Where the word "Mutex" occurs in a line of the listing, please copy the line.

(SUPPLIED INFORMATION)

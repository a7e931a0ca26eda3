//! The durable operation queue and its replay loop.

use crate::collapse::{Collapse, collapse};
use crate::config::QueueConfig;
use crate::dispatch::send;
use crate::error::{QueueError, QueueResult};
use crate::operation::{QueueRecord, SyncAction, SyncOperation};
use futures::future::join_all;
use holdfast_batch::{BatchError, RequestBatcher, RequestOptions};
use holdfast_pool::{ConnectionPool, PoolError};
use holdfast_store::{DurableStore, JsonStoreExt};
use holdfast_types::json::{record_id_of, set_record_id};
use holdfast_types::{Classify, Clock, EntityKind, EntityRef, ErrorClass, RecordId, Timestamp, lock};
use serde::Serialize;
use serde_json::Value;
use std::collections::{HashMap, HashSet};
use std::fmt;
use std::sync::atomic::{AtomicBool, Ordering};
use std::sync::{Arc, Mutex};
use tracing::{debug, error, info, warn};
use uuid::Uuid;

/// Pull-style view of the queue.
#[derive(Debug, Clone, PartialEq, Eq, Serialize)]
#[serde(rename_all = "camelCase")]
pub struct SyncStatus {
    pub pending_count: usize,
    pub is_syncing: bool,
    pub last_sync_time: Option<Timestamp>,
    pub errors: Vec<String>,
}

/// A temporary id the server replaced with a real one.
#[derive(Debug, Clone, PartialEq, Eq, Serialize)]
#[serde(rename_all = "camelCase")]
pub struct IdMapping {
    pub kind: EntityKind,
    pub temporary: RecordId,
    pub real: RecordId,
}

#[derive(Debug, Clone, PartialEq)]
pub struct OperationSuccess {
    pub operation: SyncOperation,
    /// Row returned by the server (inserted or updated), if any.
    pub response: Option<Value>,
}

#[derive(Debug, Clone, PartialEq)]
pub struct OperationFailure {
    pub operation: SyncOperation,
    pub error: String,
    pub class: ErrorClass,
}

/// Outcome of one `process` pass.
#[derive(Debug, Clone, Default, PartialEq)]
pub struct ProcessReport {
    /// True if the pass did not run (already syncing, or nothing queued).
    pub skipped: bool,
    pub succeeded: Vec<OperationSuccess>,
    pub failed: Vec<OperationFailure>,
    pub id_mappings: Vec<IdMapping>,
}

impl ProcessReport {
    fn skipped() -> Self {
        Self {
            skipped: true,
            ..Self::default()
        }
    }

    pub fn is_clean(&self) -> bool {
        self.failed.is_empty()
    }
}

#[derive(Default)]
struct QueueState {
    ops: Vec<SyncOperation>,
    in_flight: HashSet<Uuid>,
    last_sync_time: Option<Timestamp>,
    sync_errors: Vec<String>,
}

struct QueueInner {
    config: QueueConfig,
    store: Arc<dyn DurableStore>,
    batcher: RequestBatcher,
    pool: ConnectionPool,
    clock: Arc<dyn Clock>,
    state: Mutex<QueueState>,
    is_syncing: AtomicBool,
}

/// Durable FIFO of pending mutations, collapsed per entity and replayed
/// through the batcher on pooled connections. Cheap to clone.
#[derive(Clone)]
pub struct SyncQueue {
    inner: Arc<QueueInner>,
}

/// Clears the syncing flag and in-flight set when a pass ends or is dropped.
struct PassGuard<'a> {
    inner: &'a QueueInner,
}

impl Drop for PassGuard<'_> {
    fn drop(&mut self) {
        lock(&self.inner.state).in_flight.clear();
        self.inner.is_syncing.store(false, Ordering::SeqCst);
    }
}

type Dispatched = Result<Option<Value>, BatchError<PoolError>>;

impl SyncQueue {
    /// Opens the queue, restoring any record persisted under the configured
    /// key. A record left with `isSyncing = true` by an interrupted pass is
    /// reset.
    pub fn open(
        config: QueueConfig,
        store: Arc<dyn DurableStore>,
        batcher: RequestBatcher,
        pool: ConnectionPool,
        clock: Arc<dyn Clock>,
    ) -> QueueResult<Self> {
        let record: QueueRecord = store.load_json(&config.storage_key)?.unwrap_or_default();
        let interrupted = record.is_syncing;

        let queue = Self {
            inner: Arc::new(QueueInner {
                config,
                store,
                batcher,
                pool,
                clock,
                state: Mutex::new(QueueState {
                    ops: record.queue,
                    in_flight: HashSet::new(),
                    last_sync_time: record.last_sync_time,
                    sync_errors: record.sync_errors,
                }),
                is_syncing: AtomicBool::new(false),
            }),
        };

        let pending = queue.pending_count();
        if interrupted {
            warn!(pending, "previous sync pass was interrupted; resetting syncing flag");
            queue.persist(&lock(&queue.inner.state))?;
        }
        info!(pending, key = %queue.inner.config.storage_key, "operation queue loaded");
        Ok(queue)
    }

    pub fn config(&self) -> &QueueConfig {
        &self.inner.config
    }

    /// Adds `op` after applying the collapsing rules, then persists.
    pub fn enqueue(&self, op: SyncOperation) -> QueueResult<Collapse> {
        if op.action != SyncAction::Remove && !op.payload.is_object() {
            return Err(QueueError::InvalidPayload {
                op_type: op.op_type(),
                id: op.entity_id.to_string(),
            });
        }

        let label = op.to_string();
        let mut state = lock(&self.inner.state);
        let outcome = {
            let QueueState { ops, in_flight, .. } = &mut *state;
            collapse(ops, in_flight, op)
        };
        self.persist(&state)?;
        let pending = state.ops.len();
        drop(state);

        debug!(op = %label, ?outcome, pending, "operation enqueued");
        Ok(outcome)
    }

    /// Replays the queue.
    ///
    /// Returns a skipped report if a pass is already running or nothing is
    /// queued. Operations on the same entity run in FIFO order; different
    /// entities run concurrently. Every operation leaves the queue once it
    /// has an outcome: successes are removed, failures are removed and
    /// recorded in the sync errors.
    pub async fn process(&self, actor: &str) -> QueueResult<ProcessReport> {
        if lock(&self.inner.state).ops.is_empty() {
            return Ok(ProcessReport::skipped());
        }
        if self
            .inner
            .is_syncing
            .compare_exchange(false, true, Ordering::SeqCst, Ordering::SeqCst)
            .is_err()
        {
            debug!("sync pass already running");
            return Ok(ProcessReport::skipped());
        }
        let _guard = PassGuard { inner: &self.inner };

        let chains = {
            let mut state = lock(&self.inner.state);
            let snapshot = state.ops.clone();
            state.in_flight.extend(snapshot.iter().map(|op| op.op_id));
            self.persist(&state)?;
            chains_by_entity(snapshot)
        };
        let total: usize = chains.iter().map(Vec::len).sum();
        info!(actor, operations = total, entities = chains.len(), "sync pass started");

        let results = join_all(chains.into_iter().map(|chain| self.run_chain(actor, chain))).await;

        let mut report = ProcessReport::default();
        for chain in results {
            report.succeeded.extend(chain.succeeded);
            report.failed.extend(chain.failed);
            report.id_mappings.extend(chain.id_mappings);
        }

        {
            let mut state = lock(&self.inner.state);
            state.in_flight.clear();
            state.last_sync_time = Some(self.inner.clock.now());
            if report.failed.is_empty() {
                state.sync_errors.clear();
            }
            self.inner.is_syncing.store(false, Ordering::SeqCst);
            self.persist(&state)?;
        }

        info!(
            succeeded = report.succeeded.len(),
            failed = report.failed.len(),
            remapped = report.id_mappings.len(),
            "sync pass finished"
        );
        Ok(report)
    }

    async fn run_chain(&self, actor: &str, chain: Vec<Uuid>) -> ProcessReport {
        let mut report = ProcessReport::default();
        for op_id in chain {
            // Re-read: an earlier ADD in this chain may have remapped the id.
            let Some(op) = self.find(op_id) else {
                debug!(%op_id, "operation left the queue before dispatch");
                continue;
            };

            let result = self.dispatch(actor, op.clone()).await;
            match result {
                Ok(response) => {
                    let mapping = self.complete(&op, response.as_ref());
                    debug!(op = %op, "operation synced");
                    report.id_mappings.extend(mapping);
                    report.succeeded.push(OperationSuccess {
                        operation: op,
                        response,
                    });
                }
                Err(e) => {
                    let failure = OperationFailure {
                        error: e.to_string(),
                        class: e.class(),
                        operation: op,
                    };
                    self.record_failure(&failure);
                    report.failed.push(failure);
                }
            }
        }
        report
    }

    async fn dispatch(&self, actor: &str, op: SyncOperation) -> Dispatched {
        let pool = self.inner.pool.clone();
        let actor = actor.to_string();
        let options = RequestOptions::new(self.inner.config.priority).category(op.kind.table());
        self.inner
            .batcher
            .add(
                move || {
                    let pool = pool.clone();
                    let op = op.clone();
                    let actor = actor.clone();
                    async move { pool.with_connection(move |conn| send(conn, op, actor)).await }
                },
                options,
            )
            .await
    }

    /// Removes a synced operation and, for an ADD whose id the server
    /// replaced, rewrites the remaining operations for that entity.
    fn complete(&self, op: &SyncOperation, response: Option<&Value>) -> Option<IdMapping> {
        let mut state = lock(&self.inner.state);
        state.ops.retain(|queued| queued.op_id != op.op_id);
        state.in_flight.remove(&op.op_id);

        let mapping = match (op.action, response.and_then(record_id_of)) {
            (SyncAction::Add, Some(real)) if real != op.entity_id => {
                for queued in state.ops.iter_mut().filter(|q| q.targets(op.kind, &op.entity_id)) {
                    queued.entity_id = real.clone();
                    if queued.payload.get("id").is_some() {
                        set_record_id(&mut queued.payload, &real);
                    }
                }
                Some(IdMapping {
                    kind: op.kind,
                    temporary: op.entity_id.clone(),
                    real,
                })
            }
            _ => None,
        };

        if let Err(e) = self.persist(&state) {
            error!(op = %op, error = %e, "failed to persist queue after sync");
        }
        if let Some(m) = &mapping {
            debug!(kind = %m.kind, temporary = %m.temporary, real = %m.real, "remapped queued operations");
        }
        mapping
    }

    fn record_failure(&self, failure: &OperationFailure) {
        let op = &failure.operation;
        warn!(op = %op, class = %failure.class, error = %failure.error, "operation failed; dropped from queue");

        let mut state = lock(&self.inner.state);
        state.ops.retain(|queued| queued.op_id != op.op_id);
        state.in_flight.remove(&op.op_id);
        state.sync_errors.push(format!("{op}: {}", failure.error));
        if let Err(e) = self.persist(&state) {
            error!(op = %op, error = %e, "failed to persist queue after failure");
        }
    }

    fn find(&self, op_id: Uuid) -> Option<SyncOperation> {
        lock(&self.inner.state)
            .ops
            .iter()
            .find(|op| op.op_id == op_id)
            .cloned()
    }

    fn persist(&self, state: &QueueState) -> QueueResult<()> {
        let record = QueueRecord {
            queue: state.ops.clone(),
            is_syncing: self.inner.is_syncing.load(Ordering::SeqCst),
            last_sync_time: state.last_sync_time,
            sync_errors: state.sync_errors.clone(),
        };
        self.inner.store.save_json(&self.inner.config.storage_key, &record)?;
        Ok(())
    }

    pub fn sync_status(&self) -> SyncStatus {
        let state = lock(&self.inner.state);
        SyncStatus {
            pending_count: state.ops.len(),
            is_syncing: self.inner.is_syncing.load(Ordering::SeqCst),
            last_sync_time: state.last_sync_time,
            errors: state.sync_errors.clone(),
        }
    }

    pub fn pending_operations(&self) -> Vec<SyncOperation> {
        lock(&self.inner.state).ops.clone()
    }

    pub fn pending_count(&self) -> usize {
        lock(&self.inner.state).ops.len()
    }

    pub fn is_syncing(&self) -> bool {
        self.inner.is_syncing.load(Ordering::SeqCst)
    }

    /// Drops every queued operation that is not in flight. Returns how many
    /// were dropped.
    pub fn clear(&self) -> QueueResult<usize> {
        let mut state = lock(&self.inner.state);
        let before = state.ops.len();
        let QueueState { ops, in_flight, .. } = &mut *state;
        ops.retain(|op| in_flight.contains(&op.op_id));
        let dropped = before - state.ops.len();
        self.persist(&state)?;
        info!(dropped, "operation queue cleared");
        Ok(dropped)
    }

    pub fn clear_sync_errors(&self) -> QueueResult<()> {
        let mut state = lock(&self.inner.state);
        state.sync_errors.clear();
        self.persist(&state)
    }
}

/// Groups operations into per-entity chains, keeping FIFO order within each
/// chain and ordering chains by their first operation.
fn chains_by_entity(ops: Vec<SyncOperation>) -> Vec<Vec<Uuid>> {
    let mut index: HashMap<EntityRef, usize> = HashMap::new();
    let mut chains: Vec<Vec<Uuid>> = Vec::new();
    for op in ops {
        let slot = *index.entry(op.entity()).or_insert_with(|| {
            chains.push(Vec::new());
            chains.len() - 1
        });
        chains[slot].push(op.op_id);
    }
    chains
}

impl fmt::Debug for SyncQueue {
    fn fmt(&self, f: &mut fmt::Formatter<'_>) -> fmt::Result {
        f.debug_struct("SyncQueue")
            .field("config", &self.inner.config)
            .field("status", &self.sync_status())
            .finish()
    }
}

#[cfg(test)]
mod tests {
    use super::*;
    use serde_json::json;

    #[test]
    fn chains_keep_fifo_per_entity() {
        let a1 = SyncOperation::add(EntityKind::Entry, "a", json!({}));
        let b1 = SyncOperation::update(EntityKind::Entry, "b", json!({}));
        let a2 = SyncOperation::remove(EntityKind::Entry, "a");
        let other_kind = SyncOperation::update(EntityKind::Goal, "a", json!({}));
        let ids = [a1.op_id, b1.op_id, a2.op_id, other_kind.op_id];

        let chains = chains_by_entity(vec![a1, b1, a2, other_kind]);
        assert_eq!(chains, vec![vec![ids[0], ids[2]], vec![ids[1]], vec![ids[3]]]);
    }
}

(End SUPPLIED INFORMATION)

• EXPECTED OUTPUT
use std::sync::{Arc, Mutex};
    state: Mutex<QueueState>,
                state: Mutex::new(QueueState {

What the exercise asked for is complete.